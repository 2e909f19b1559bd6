use std::convert::TryFrom;
use std::fs::File;
use std::io::ErrorKind;
use std::mem;
use std::path::Path;
use std::sync::Arc;

use anyhow::{anyhow, Context, Result};
use image::{imageops, RgbaImage};
use parking_lot::Mutex;
use pdfium_render::prelude::*;
use tilepdf_core::{
    document_id_for_path, page_transform, slice_transform, Bitmap, Destination, DestinationKind,
    DocumentBackend, DocumentInfo, DocumentMetadata, DocumentProvider, DocumentSource, Link,
    LinkAction, LinkTarget, LoadError, PageGeometry, PixelRect, RasterizedSlice, Rotation,
    SliceProgress, SliceRasterizer, SliceRequest, TextGlyph, TextPage, UserRect,
};
use tracing::{debug, info, instrument, warn};

/// Environment variable naming an explicit pdfium shared library.
pub const PDFIUM_LIBRARY_ENV: &str = "PDFIUM_DYNAMIC_LIB_PATH";

const PAPER: [u8; 3] = [0xff, 0xff, 0xff];

/// Opens PDF files and buffers with pdfium.
pub struct PdfiumProvider {
    pdfium: Arc<Pdfium>,
}

impl PdfiumProvider {
    pub fn new() -> Result<Self> {
        let pdfium = match bind_pdfium_from_env() {
            Some(pdfium) => pdfium,
            None => bind_pdfium_default()?,
        };
        Ok(Self {
            pdfium: Arc::new(pdfium),
        })
    }

    fn load(
        &self,
        source: &DocumentSource,
        password: Option<&str>,
    ) -> Result<PdfDocument<'static>, LoadError> {
        let loaded = match source {
            DocumentSource::Path(path) => self.pdfium.load_pdf_from_file(path, password),
            DocumentSource::Bytes(bytes) => {
                self.pdfium.load_pdf_from_byte_vec(bytes.clone(), password)
            }
        };
        let document = loaded.map_err(classify_pdfium_error)?;
        // SAFETY: the document borrows the bindings owned by `self.pdfium`. It is
        // only ever stored in a `PdfiumDocument`, whose `document` field is
        // declared before its clone of that `Arc`. Fields drop in declaration
        // order, so the bindings outlive the document.
        Ok(unsafe { mem::transmute::<PdfDocument<'_>, PdfDocument<'static>>(document) })
    }
}

impl DocumentProvider for PdfiumProvider {
    #[instrument(skip(self, owner_password, user_password))]
    fn open(
        &self,
        source: &DocumentSource,
        owner_password: Option<&str>,
        user_password: Option<&str>,
    ) -> Result<Box<dyn DocumentBackend>, LoadError> {
        if let DocumentSource::Path(path) = source {
            check_readable(path)?;
        }
        let mut last_error = LoadError::Encrypted;
        for password in password_candidates(owner_password, user_password) {
            match self.load(source, password) {
                Ok(document) => {
                    let document =
                        PdfiumDocument::new(document, Arc::clone(&self.pdfium), source.path());
                    info!(pages = document.info.page_count, "opened with pdfium");
                    return Ok(Box::new(document));
                }
                Err(err) => last_error = err,
            }
        }
        Err(last_error)
    }
}

/// pdfium takes a single password, so the owner password is tried before
/// the user password.
fn password_candidates<'a>(owner: Option<&'a str>, user: Option<&'a str>) -> Vec<Option<&'a str>> {
    let mut candidates: Vec<Option<&str>> = owner.into_iter().chain(user).map(Some).collect();
    candidates.dedup();
    if candidates.is_empty() {
        candidates.push(None);
    }
    candidates
}

fn check_readable(path: &Path) -> Result<(), LoadError> {
    File::open(path)
        .map(drop)
        .map_err(|err| match err.kind() {
            ErrorKind::NotFound => LoadError::NotFound(path.to_path_buf()),
            ErrorKind::PermissionDenied => LoadError::PermissionDenied(path.to_path_buf()),
            _ => LoadError::Damaged(err.to_string()),
        })
}

fn classify_pdfium_error(err: PdfiumError) -> LoadError {
    match err {
        PdfiumError::PdfiumLibraryInternalError(
            PdfiumInternalError::PasswordError | PdfiumInternalError::SecurityError,
        ) => LoadError::Encrypted,
        other => LoadError::Damaged(other.to_string()),
    }
}

struct PdfiumDocument {
    document: PdfDocument<'static>,
    pages: Vec<PageGeometry>,
    info: DocumentInfo,
    reverse_video: bool,
    cache: Mutex<Option<RenderCacheEntry>>,
    /// Keeps the bindings `document` borrows alive.
    _pdfium: Arc<Pdfium>,
}

/// Last full page render. Tiles of one page are cut from the same render.
struct RenderCacheEntry {
    page: usize,
    dpi: f64,
    rotation: Rotation,
    image: Arc<RgbaImage>,
}

impl PdfiumDocument {
    fn new(document: PdfDocument<'static>, pdfium: Arc<Pdfium>, path: Option<&Path>) -> Self {
        let pages: Vec<PageGeometry> = document
            .pages()
            .iter()
            .map(|page| page_geometry_of(&page))
            .collect();
        let info = build_document_info(&document, path, pages.len());
        Self {
            document,
            pages,
            info,
            reverse_video: false,
            cache: Mutex::new(None),
            _pdfium: pdfium,
        }
    }

    fn page(&self, page: usize) -> Result<PdfPage<'_>> {
        let index = page
            .checked_sub(1)
            .and_then(|index| PdfPageIndex::try_from(index).ok())
            .ok_or_else(|| anyhow!("page {page} is out of supported range"))?;
        self.document
            .pages()
            .get(index)
            .with_context(|| format!("page {page} out of range"))
    }

    /// The whole page rendered at `dpi` and turned by `rotation`, reusing the
    /// previous render when it matches.
    fn rendered_page(&self, page: usize, dpi: f64, rotation: Rotation) -> Result<Arc<RgbaImage>> {
        {
            let cache = self.cache.lock();
            if let Some(entry) = cache.as_ref() {
                if entry.page == page
                    && (entry.dpi - dpi).abs() < f64::EPSILON
                    && entry.rotation == rotation
                {
                    return Ok(Arc::clone(&entry.image));
                }
            }
        }

        let pdf_page = self.page(page)?;
        let config = PdfRenderConfig::new().scale_page_by_factor((dpi / 72.0).max(0.01) as f32);
        let bitmap = pdf_page
            .render_with_config(&config)
            .with_context(|| format!("failed to render page {page}"))?;
        let rendered = bitmap.as_image().to_rgba8();
        let (width, height) = rendered.dimensions();
        let image = RgbaImage::from_raw(width, height, rendered.into_raw())
            .ok_or_else(|| anyhow!("pdfium returned a short bitmap for page {page}"))?;
        let image = Arc::new(rotate_image(image, rotation));

        *self.cache.lock() = Some(RenderCacheEntry {
            page,
            dpi,
            rotation,
            image: Arc::clone(&image),
        });
        Ok(image)
    }
}
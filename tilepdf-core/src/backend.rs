use std::path::PathBuf;

use anyhow::Result;
use thiserror::Error;

use crate::bitmap::Bitmap;
use crate::geometry::{Matrix, PixelRect, UserRect};
use crate::layout::Rotation;
use crate::text::TextPage;
use crate::DocumentInfo;

#[derive(Debug, Error)]
pub enum LoadError {
    #[error("document not found: {0}")]
    NotFound(PathBuf),
    #[error("document is damaged: {0}")]
    Damaged(String),
    #[error("document is encrypted and no valid password was supplied")]
    Encrypted,
    #[error("permission denied: {0}")]
    PermissionDenied(PathBuf),
}

#[derive(Debug, Clone, PartialEq, Eq)]
pub enum DocumentSource {
    Path(PathBuf),
    Bytes(Vec<u8>),
}

impl DocumentSource {
    pub fn path(&self) -> Option<&std::path::Path> {
        match self {
            DocumentSource::Path(path) => Some(path),
            DocumentSource::Bytes(_) => None,
        }
    }
}

/// Crop box and intrinsic rotation of a page, in points.
#[derive(Debug, Clone, Copy, PartialEq)]
pub struct PageGeometry {
    pub crop_box: UserRect,
    pub rotation: Rotation,
}

impl PageGeometry {
    /// Page size in points with the intrinsic rotation applied.
    pub fn rotated_size(&self) -> (f64, f64) {
        if self.rotation.swaps_axes() {
            (self.crop_box.height(), self.crop_box.width())
        } else {
            (self.crop_box.width(), self.crop_box.height())
        }
    }
}

/// Forward and inverse transforms between user space and slice-local device
/// space.
#[derive(Debug, Clone, Copy, PartialEq)]
pub struct SliceTransform {
    pub ctm: Matrix,
    pub ictm: Matrix,
}

impl SliceTransform {
    pub fn from_ctm(ctm: Matrix) -> Self {
        let ictm = ctm.invert().unwrap_or(Matrix::IDENTITY);
        Self { ctm, ictm }
    }
}

/// Transform for a whole page rendered at `dpi` with `rotation` applied on top
/// of the page's own rotation. Device space has its origin at the top-left of
/// the rendered page, y pointing down.
pub fn page_transform(geometry: &PageGeometry, dpi: f64, rotation: Rotation) -> SliceTransform {
    let s = dpi / 72.0;
    let UserRect {
        x_min: x0,
        y_min: y0,
        x_max: x1,
        y_max: y1,
    } = geometry.crop_box.normalized();
    let ctm = match geometry.rotation.rotate_by(rotation) {
        Rotation::None => Matrix([s, 0.0, 0.0, -s, -x0 * s, y1 * s]),
        Rotation::Cw90 => Matrix([0.0, s, s, 0.0, -y0 * s, -x0 * s]),
        Rotation::Cw180 => Matrix([-s, 0.0, 0.0, s, x1 * s, -y0 * s]),
        Rotation::Cw270 => Matrix([0.0, -s, -s, 0.0, y1 * s, x1 * s]),
    };
    SliceTransform::from_ctm(ctm)
}

/// Same as [`page_transform`], with device space starting at the slice origin.
pub fn slice_transform(
    geometry: &PageGeometry,
    dpi: f64,
    rotation: Rotation,
    slice: PixelRect,
) -> SliceTransform {
    let page = page_transform(geometry, dpi, rotation);
    SliceTransform::from_ctm(page.ctm.shifted(slice.x_min as f64, slice.y_min as f64))
}

#[derive(Debug, Clone, Copy, PartialEq)]
pub struct SliceRequest {
    pub page: usize,
    pub h_dpi: f64,
    pub v_dpi: f64,
    pub rotation: Rotation,
    pub use_media_box: bool,
    /// Region of the rendered page, in page pixels.
    pub slice: PixelRect,
}

pub struct RasterizedSlice {
    pub bitmap: Bitmap,
    pub transform: SliceTransform,
}

/// Partial result reported while a slice is being rasterized. `dirty` is in
/// slice pixels and may extend past the bitmap; consumers clamp it.
pub struct SliceProgress<'a> {
    pub bitmap: &'a Bitmap,
    pub transform: &'a SliceTransform,
    pub dirty: PixelRect,
}

/// Narrow rendering capability handed to the tile cache.
pub trait SliceRasterizer {
    fn rasterize_slice(
        &self,
        request: &SliceRequest,
        progress: &mut dyn FnMut(SliceProgress<'_>),
    ) -> Result<RasterizedSlice>;
}

#[derive(Debug, Clone, PartialEq)]
pub enum DestinationKind {
    Xyz {
        left: Option<f64>,
        top: Option<f64>,
    },
    Fit,
    FitH {
        top: Option<f64>,
    },
    FitV {
        left: Option<f64>,
    },
    FitR(UserRect),
}

#[derive(Debug, Clone, PartialEq)]
pub struct Destination {
    /// 1-based page number; out-of-range values are treated as page 1.
    pub page: usize,
    pub kind: DestinationKind,
}

#[derive(Debug, Clone, PartialEq)]
pub enum LinkTarget {
    Explicit(Destination),
    Named(String),
}

#[derive(Debug, Clone, PartialEq)]
pub enum LinkAction {
    GoTo(LinkTarget),
    GoToRemote {
        file: PathBuf,
        target: Option<LinkTarget>,
    },
    Launch {
        file: PathBuf,
        params: Option<String>,
    },
    Uri(String),
    Named(String),
    Movie,
    Unknown,
}

impl LinkAction {
    /// Short human readable description shown while hovering the link.
    pub fn describe(&self) -> String {
        match self {
            LinkAction::GoTo(_) => "[internal link]".to_string(),
            LinkAction::GoToRemote { file, .. } | LinkAction::Launch { file, .. } => {
                file.display().to_string()
            }
            LinkAction::Uri(uri) => uri.clone(),
            LinkAction::Named(name) => name.clone(),
            LinkAction::Movie => "[movie]".to_string(),
            LinkAction::Unknown => "[unknown link]".to_string(),
        }
    }
}

#[derive(Debug, Clone, PartialEq)]
pub struct Link {
    /// Activation area in user space.
    pub rect: UserRect,
    pub action: LinkAction,
}

pub trait DocumentBackend: SliceRasterizer {
    fn info(&self) -> &DocumentInfo;

    fn page_count(&self) -> usize {
        self.info().page_count
    }

    /// Geometry of a 1-based page. Implementations return a default letter
    /// page for numbers they cannot resolve.
    fn page_geometry(&self, page: usize) -> PageGeometry;

    fn page_links(&self, page: usize) -> Result<Vec<Link>>;

    /// Text of a page with glyph boxes in device space for `dpi`/`rotation`.
    fn text_page(&self, page: usize, dpi: f64, rotation: Rotation) -> Result<TextPage>;

    fn find_destination(&self, name: &str) -> Option<Destination>;

    fn set_reverse_video(&mut self, _reverse: bool) {}
}

pub trait DocumentProvider {
    fn open(
        &self,
        source: &DocumentSource,
        owner_password: Option<&str>,
        user_password: Option<&str>,
    ) -> Result<Box<dyn DocumentBackend>, LoadError>;
}
use std::path::PathBuf;

pub const HISTORY_CAPACITY: usize = 50;

#[derive(Debug, Clone, Default, PartialEq, Eq)]
pub struct HistoryEntry {
    pub path: Option<PathBuf>,
    pub page: usize,
}

/// Fixed-size ring of visited locations with a cursor. The cursor entry is the
/// current location; `back_len` counts it plus everything reachable backward.
#[derive(Debug, Clone)]
pub struct History {
    entries: Vec<HistoryEntry>,
    cursor: usize,
    back_len: usize,
    forward_len: usize,
}

impl Default for History {
    fn default() -> Self {
        Self::new()
    }
}

impl History {
    pub fn new() -> Self {
        Self {
            entries: vec![HistoryEntry::default(); HISTORY_CAPACITY],
            cursor: HISTORY_CAPACITY - 1,
            back_len: 0,
            forward_len: 0,
        }
    }

    /// Records a visit and drops the forward branch.
    pub fn record(&mut self, entry: HistoryEntry) {
        self.cursor = (self.cursor + 1) % HISTORY_CAPACITY;
        self.entries[self.cursor] = entry;
        self.back_len = (self.back_len + 1).min(HISTORY_CAPACITY);
        self.forward_len = 0;
    }

    pub fn can_go_back(&self) -> bool {
        self.back_len > 1
    }

    pub fn can_go_forward(&self) -> bool {
        self.forward_len > 0
    }

    pub fn current(&self) -> Option<&HistoryEntry> {
        (self.back_len > 0).then(|| &self.entries[self.cursor])
    }

    pub fn step_back(&mut self) -> Option<&HistoryEntry> {
        if !self.can_go_back() {
            return None;
        }
        self.cursor = (self.cursor + HISTORY_CAPACITY - 1) % HISTORY_CAPACITY;
        self.back_len -= 1;
        self.forward_len += 1;
        Some(&self.entries[self.cursor])
    }

    pub fn step_forward(&mut self) -> Option<&HistoryEntry> {
        if !self.can_go_forward() {
            return None;
        }
        self.cursor = (self.cursor + 1) % HISTORY_CAPACITY;
        self.back_len += 1;
        self.forward_len -= 1;
        Some(&self.entries[self.cursor])
    }
}

#[cfg(test)]
mod tests {
    use super::*;

    fn at(page: usize) -> HistoryEntry {
        HistoryEntry {
            path: Some(PathBuf::from("/docs/a.pdf")),
            page,
        }
    }

    #[test]
    fn back_and_forward_walk_recorded_pages() {
        let mut history = History::new();
        history.record(at(5));
        history.record(at(7));
        assert!(history.can_go_back());
        assert!(!history.can_go_forward());
        assert_eq!(history.step_back().map(|e| e.page), Some(5));
        assert!(history.step_back().is_none());
        assert_eq!(history.step_forward().map(|e| e.page), Some(7));
        assert!(history.step_forward().is_none());
    }

    #[test]
    fn recording_truncates_forward_branch() {
        let mut history = History::new();
        history.record(at(1));
        history.record(at(2));
        history.step_back();
        history.record(at(3));
        assert!(!history.can_go_forward());
        assert_eq!(history.step_back().map(|e| e.page), Some(1));
    }

    #[test]
    fn ring_keeps_most_recent_entries() {
        let mut history = History::new();
        for page in 1..=HISTORY_CAPACITY + 10 {
            history.record(at(page));
        }
        let mut steps = 0;
        let mut oldest = 0;
        while let Some(entry) = history.step_back() {
            oldest = entry.page;
            steps += 1;
        }
        assert_eq!(steps, HISTORY_CAPACITY - 1);
        assert_eq!(oldest, 11);
    }
}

== WORK TASK ==
Wherever the string "bool" appears in the entries above, list that line.

== TASK RESULT ==
    reverse_video: bool,
    pub use_media_box: bool,
    fn set_reverse_video(&mut self, _reverse: bool) {}
    pub fn can_go_back(&self) -> bool {
    pub fn can_go_forward(&self) -> bool {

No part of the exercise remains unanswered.